**INSTRUCTIONS TO FOLLOW:**
Please copy, character for character, each line from the beginning of the listing to the line containing "endpoint URL (OpenAI-compatible)", including both.

**TASK INPUT:**
########################################

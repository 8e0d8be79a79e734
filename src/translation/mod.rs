mod backend;
mod client;
mod prompt;
mod session;
mod sse_parser;

pub use backend::{Backend, BackendSession, EventStream, SessionEvent, send_and_wait};
pub use client::{ChatCompletionsBackend, ChatSession};
pub use prompt::{TRANSLATION_PROMPT_TEMPLATE, build_prompt};
pub use session::TranslationSession;
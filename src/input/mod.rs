mod reader;

pub use reader::{InputReader, echo_text, is_blank};
pub const TRANSLATION_PROMPT_TEMPLATE: &str = "コマンドラインで受け取った内容を日本語に翻訳してください。\
     コードや記号はそのまま保持してください。\
     結果のみを翻訳した状態で、元の形式を保持したまま出力してください。\
     コードブロックなども不要です。：\n\n{input}";

#[allow(clippy::literal_string_with_formatting_args)]
pub fn build_prompt(input: &str) -> String {
    // {input} is a placeholder for string replacement, not a format argument
    TRANSLATION_PROMPT_TEMPLATE.replace("{input}", input)
}
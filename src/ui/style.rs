//! Consistent styling utilities for CLI output.
//!
//! Provides color and formatting helpers using owo-colors. All helpers
//! return the plain text when colors are disabled.

use owo_colors::OwoColorize;
use std::fmt::Display;

use crate::output;

/// Styles for different semantic elements.
pub struct Style;

impl Style {
    /// Style for error labels
    pub fn error<T: Display>(text: T) -> String {
        if output::is_no_color() {
            return text.to_string();
        }
        format!("{}", text.red().bold())
    }

    /// Style for warning labels
    pub fn warning<T: Display>(text: T) -> String {
        if output::is_no_color() {
            return text.to_string();
        }
        format!("{}", text.yellow())
    }
}
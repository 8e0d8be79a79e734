use clap::Parser;

#[derive(Parser, Debug)]
#[command(name = "clijp")]
#[command(about = "標準入力で受け取った内容を AI を使って日本語に翻訳するツール")]
#[command(version)]
pub struct Args {
    /// Model name
    #[arg(short = 'm', long)]
    pub model: Option<String>,

    /// API endpoint URL (OpenAI-compatible)
    #[arg(short = 'e', long)]
    pub endpoint: Option<String>,

    /// Disable cache
    #[arg(short = 'n', long)]
    pub no_cache: bool,

    /// Do not show the progress indicator
    #[arg(short = 'q', long)]
    pub quiet: bool,
}
//! File system utilities.

use std::fs;
use std::io;
use std::path::Path;

/// Writes content to a file atomically using a temp file and rename.
///
/// A cache entry is therefore either absent or complete, even if the process
/// is interrupted mid-write. The temp file lives next to the target so the
/// rename stays on one filesystem.
pub fn atomic_write(path: &Path, content: &str) -> io::Result<()> {
    let parent = path.parent().unwrap_or_else(|| Path::new("."));
    let file_name = path.file_name().unwrap_or_default().to_string_lossy();
    let temp_path = parent.join(format!(".{file_name}.tmp"));

    fs::write(&temp_path, content)?;

    if let Err(err) = fs::rename(&temp_path, path) {
        let _ = fs::remove_file(&temp_path);
        return Err(err);
    }

    Ok(())
}
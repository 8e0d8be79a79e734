use clap::Parser;

use clijp::cli::Args;
use clijp::cli::commands::translate::{self, TranslateOptions};
use clijp::output::{self, OutputConfig};
use clijp::ui::Style;

#[tokio::main]
async fn main() {
    let args = Args::parse();

    output::init(OutputConfig {
        quiet: args.quiet,
        ..OutputConfig::default()
    });

    let options = TranslateOptions {
        model: args.model,
        endpoint: args.endpoint,
        no_cache: args.no_cache,
    };

    if let Err(err) = translate::run_translate(options).await {
        eprintln!("{} {err}", Style::error("エラー:"));
        std::process::exit(err.exit_code());
    }
}
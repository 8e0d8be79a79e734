//! Content fingerprints used as cache keys.

use sha2::{Digest, Sha256};

/// Returns the lowercase hex SHA-256 digest of `text`.
///
/// The digest covers the exact bytes given; no trimming or case folding is
/// applied, so inputs differing only in whitespace get different keys.
pub fn fingerprint(text: &str) -> String {
    hex::encode(Sha256::digest(text.as_bytes()))
}
use std::pin::{Pin, pin};

use super::backend::{Backend, BackendSession, send_and_wait};
use super::prompt::build_prompt;
use crate::error::TranslateError;

/// Drives one request/response exchange with a backend.
///
/// A `TranslationSession` is consumed by [`translate`](Self::translate): the
/// backend client and the conversation it opens live exactly as long as that
/// call.
pub struct TranslationSession<B> {
    backend: B,
    model: String,
}

impl<B: Backend> TranslationSession<B> {
    pub fn new(backend: B, model: impl Into<String>) -> Self {
        Self {
            backend,
            model: model.into(),
        }
    }

    /// Translates `input` and returns the assistant's full reply.
    ///
    /// The session is destroyed and the client stopped before this returns,
    /// whether the exchange succeeded, failed, or was cut short by `cancel`.
    pub async fn translate<C>(mut self, input: &str, cancel: C) -> Result<String, TranslateError>
    where
        C: Future<Output = ()>,
    {
        let mut cancel = pin!(cancel);

        let started = tokio::select! {
            () = &mut cancel => Err(TranslateError::Cancelled),
            started = self.backend.start() => started.map_err(TranslateError::ClientStart),
        };
        let result = match started {
            Ok(()) => self.exchange(input, cancel).await,
            Err(err) => Err(err),
        };

        self.backend.stop().await;
        result
    }

    async fn exchange<C>(
        &self,
        input: &str,
        mut cancel: Pin<&mut C>,
    ) -> Result<String, TranslateError>
    where
        C: Future<Output = ()>,
    {
        let mut session = tokio::select! {
            () = &mut cancel => return Err(TranslateError::Cancelled),
            session = self.backend.create_session(&self.model) => {
                session.map_err(TranslateError::SessionCreate)?
            }
        };

        let prompt = build_prompt(input);
        let response = tokio::select! {
            () = &mut cancel => Err(TranslateError::Cancelled),
            response = send_and_wait(&mut session, &prompt) => {
                response.map_err(TranslateError::Send)
            }
        };
        session.destroy().await;

        response?
            .filter(|text| !text.trim().is_empty())
            .ok_or(TranslateError::EmptyResponse)
    }
}
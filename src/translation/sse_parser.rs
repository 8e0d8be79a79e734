//! Server-Sent Events (SSE) parser for OpenAI-compatible streaming responses.
//!
//! Converts the raw byte stream of a chat completion into session events:
//! each content delta becomes an [`SessionEvent::AssistantMessage`], and the
//! `data: [DONE]` marker (or the end of the body) becomes
//! [`SessionEvent::Idle`].

use anyhow::Result;
use bytes::Bytes;
use futures_util::Stream;
use serde::Deserialize;

use super::backend::SessionEvent;

const DONE_MARKER: &str = "data: [DONE]";

/// Response structure for streaming chat completions.
#[derive(Debug, Deserialize)]
struct StreamResponse {
    choices: Vec<StreamChoice>,
}

#[derive(Debug, Deserialize)]
struct StreamChoice {
    delta: Delta,
}

#[derive(Debug, Deserialize)]
struct Delta {
    content: Option<String>,
}

/// Converts a raw SSE byte stream into a stream of session events.
///
/// Lines are split on raw bytes before decoding, so multi-byte characters
/// cut across network chunks are reassembled intact. The first transport
/// error is yielded and ends the stream.
pub fn sse_to_events<E>(
    byte_stream: impl Stream<Item = Result<Bytes, E>> + Send + 'static,
) -> impl Stream<Item = Result<SessionEvent>> + Send
where
    E: std::error::Error + Send + Sync + 'static,
{
    async_stream::stream! {
        use futures_util::StreamExt;

        let mut byte_stream = std::pin::pin!(byte_stream);
        let mut buffer: Vec<u8> = Vec::new();

        while let Some(chunk_result) = byte_stream.next().await {
            let chunk = match chunk_result {
                Ok(c) => c,
                Err(e) => {
                    yield Err(anyhow::anyhow!("Stream error: {e}"));
                    return;
                }
            };

            buffer.extend_from_slice(&chunk);

            while let Some(line_end) = buffer.iter().position(|&b| b == b'\n') {
                let line: Vec<u8> = buffer.drain(..=line_end).collect();
                let line = String::from_utf8_lossy(&line);
                let line = line.trim();

                if line == DONE_MARKER {
                    yield Ok(SessionEvent::Idle);
                    return;
                }
                if let Some(content) = parse_sse_line(line) {
                    yield Ok(SessionEvent::AssistantMessage(content));
                }
            }
        }

        // Trailing line without a newline terminator.
        let rest = String::from_utf8_lossy(&buffer);
        if let Some(content) = parse_sse_line(rest.trim()) {
            yield Ok(SessionEvent::AssistantMessage(content));
        }

        yield Ok(SessionEvent::Idle);
    }
}

/// Parses a single SSE line and extracts the text content.
///
/// # Returns
///
/// * `Some(content)` - The extracted text content if the line contains valid data
/// * `None` - For non-data lines, empty content, or parse errors
fn parse_sse_line(line: &str) -> Option<String> {
    let json_str = line.strip_prefix("data:")?.trim_start();

    let response = serde_json::from_str::<StreamResponse>(json_str).ok()?;

    let content: String = response
        .choices
        .into_iter()
        .filter_map(|c| c.delta.content)
        .filter(|c| !c.is_empty())
        .collect();

    if content.is_empty() {
        None
    } else {
        Some(content)
    }
}
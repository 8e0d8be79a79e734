mod manager;

pub use manager::{
    ClijpConfig, ConfigFile, ConfigManager, DEFAULT_API_KEY_ENV, DEFAULT_ENDPOINT, DEFAULT_MODEL,
    ResolveOptions, ResolvedConfig, resolve_config,
};
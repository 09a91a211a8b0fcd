//! URL string normalization helpers
//!
//! Registry addresses arrive from CI configuration in loose form ("myregistry.io/",
//! "/app/backend/"). These helpers bring them into the canonical shape the
//! registry client expects before any request is built.

/// URL normalization utilities
pub struct UrlUtils;

impl UrlUtils {
    /// Normalize a raw registry address into a usable base URL.
    ///
    /// Strips one trailing slash, then prefixes `https://` unless the input
    /// already carries an HTTP(S)-family scheme. FTP schemes are tolerated in
    /// the check so that explicitly schemed inputs are never double-prefixed.
    pub fn prepare_registry_url(input: &str) -> String {
        let trimmed = input.strip_suffix('/').unwrap_or(input);

        const SCHEMES: &[&str] = &["http://", "https://", "ftp://", "ftps://"];
        if SCHEMES.iter().any(|scheme| trimmed.starts_with(scheme)) {
            trimmed.to_string()
        } else {
            format!("https://{}", trimmed)
        }
    }

    /// Strip exactly one leading and one trailing slash.
    ///
    /// Internal slashes are left untouched; repository paths keep their
    /// namespace separators.
    pub fn trim_slashes(input: &str) -> String {
        let trimmed = input.strip_prefix('/').unwrap_or(input);
        trimmed.strip_suffix('/').unwrap_or(trimmed).to_string()
    }
}

#[cfg(test)]
mod tests {
    use super::*;

    #[test]
    fn test_prepare_registry_url_adds_scheme() {
        assert_eq!(
            UrlUtils::prepare_registry_url("myregistry.io"),
            "https://myregistry.io"
        );
    }

    #[test]
    fn test_prepare_registry_url_strips_trailing_slash() {
        assert_eq!(
            UrlUtils::prepare_registry_url("myregistry.io/"),
            "https://myregistry.io"
        );
        assert_eq!(
            UrlUtils::prepare_registry_url("https://myregistry.io/"),
            "https://myregistry.io"
        );
    }

    #[test]
    fn test_prepare_registry_url_keeps_existing_scheme() {
        assert_eq!(
            UrlUtils::prepare_registry_url("http://localhost:5000"),
            "http://localhost:5000"
        );
        assert_eq!(
            UrlUtils::prepare_registry_url("https://myregistry.io"),
            "https://myregistry.io"
        );
    }

    #[test]
    fn test_prepare_registry_url_idempotent() {
        let once = UrlUtils::prepare_registry_url("myregistry.io/");
        assert_eq!(UrlUtils::prepare_registry_url(&once), once);
    }

    #[test]
    fn test_trim_slashes() {
        assert_eq!(UrlUtils::trim_slashes("/a/b/"), "a/b");
        assert_eq!(UrlUtils::trim_slashes("a/b"), "a/b");
        assert_eq!(UrlUtils::trim_slashes("/app"), "app");
        assert_eq!(UrlUtils::trim_slashes("app/"), "app");
    }

    #[test]
    fn test_trim_slashes_removes_at_most_one() {
        assert_eq!(UrlUtils::trim_slashes("//a//"), "/a/");
    }
}
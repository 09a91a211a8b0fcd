//! Shared helpers used across the crate

pub mod utils;

pub use utils::UrlUtils;
//! Runner orchestrating the deletion from parsed arguments to reported outcome

use crate::cli::args::Args;
use crate::cli::config::DeleteConfig;
use crate::error::{DeleterError, Result};
use crate::output::OutputManager;
use crate::registry::{delete_tag, RegistryClient, TagDeletionOutcome};
use std::time::Instant;

pub struct Runner {
    args: Args,
    output: OutputManager,
}

impl Runner {
    pub fn new(args: Args) -> Self {
        let output = if args.quiet {
            OutputManager::new_quiet()
        } else {
            OutputManager::new(args.verbose)
        };

        Self { args, output }
    }

    pub async fn run(&self) -> Result<()> {
        let start_time = Instant::now();

        self.output.section("Docker Tag Deleter");

        let config = DeleteConfig::from_args(&self.args)?;

        self.output.info(&format!("Registry: {}", config.registry));
        self.output.info(&format!("Repository: {}", config.repository));
        self.output.info(&format!("Tag: {}", config.tag));

        let client = self.create_registry_client(&config)?;

        match delete_tag(&client, &config.repository, &config.tag).await {
            TagDeletionOutcome::Deleted => {
                self.output.success(&format!(
                    "Deleted tag {} from {} in {}",
                    config.tag,
                    config.repository,
                    self.output.format_duration(start_time.elapsed())
                ));
                Ok(())
            }
            TagDeletionOutcome::NotFound(message) if config.ignore_not_found => {
                self.output.info(&message);
                Ok(())
            }
            TagDeletionOutcome::NotFound(message) => Err(DeleterError::TagNotFound(message)),
            TagDeletionOutcome::Failed(err) => Err(err),
        }
    }

    fn create_registry_client(&self, config: &DeleteConfig) -> Result<RegistryClient> {
        self.output.step("Setting up registry client");

        if config.skip_tls {
            self.output
                .warning("TLS certificate verification is disabled");
        }

        let mut builder = RegistryClient::builder(config.registry.clone())
            .with_auth(config.credentials.clone())
            .with_skip_tls(config.skip_tls)
            .with_output(self.output.clone());

        if let Some(timeout) = config.timeout {
            builder = builder.with_timeout(timeout);
        }

        builder.build()
    }
}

########################################

**SOLUTION FOR THIS PROBLEM:**
repository 8e0d8be79a79e734
filename src/translation/mod.rs
mod backend;
mod client;
mod prompt;
mod session;
mod sse_parser;

pub use backend::{Backend, BackendSession, EventStream, SessionEvent, send_and_wait};
pub use client::{ChatCompletionsBackend, ChatSession};
pub use prompt::{TRANSLATION_PROMPT_TEMPLATE, build_prompt};
pub use session::TranslationSession;
filename src/input/mod.rs
mod reader;

pub use reader::{InputReader, echo_text, is_blank};
pub const TRANSLATION_PROMPT_TEMPLATE: &str = "コマンドラインで受け取った内容を日本語に翻訳してください。\
     コードや記号はそのまま保持してください。\
     結果のみを翻訳した状態で、元の形式を保持したまま出力してください。\
     コードブロックなども不要です。：\n\n{input}";

#[allow(clippy::literal_string_with_formatting_args)]
pub fn build_prompt(input: &str) -> String {
    // {input} is a placeholder for string replacement, not a format argument
    TRANSLATION_PROMPT_TEMPLATE.replace("{input}", input)
}
filename src/ui/style.rs
//! Consistent styling utilities for CLI output.
//!
//! Provides color and formatting helpers using owo-colors. All helpers
//! return the plain text when colors are disabled.

use owo_colors::OwoColorize;
use std::fmt::Display;

use crate::output;

/// Styles for different semantic elements.
pub struct Style;

impl Style {
    /// Style for error labels
    pub fn error<T: Display>(text: T) -> String {
        if output::is_no_color() {
            return text.to_string();
        }
        format!("{}", text.red().bold())
    }

    /// Style for warning labels
    pub fn warning<T: Display>(text: T) -> String {
        if output::is_no_color() {
            return text.to_string();
        }
        format!("{}", text.yellow())
    }
}
repository 8e0d8be79a79e734
use clap::Parser;

#[derive(Parser, Debug)]
#[command(name = "clijp")]
#[command(about = "標準入力で受け取った内容を AI を使って日本語に翻訳するツール")]
#[command(version)]
pub struct Args {
    /// Model name
    #[arg(short = 'm', long)]
    pub model: Option<String>,

    /// API endpoint URL (OpenAI-compatible)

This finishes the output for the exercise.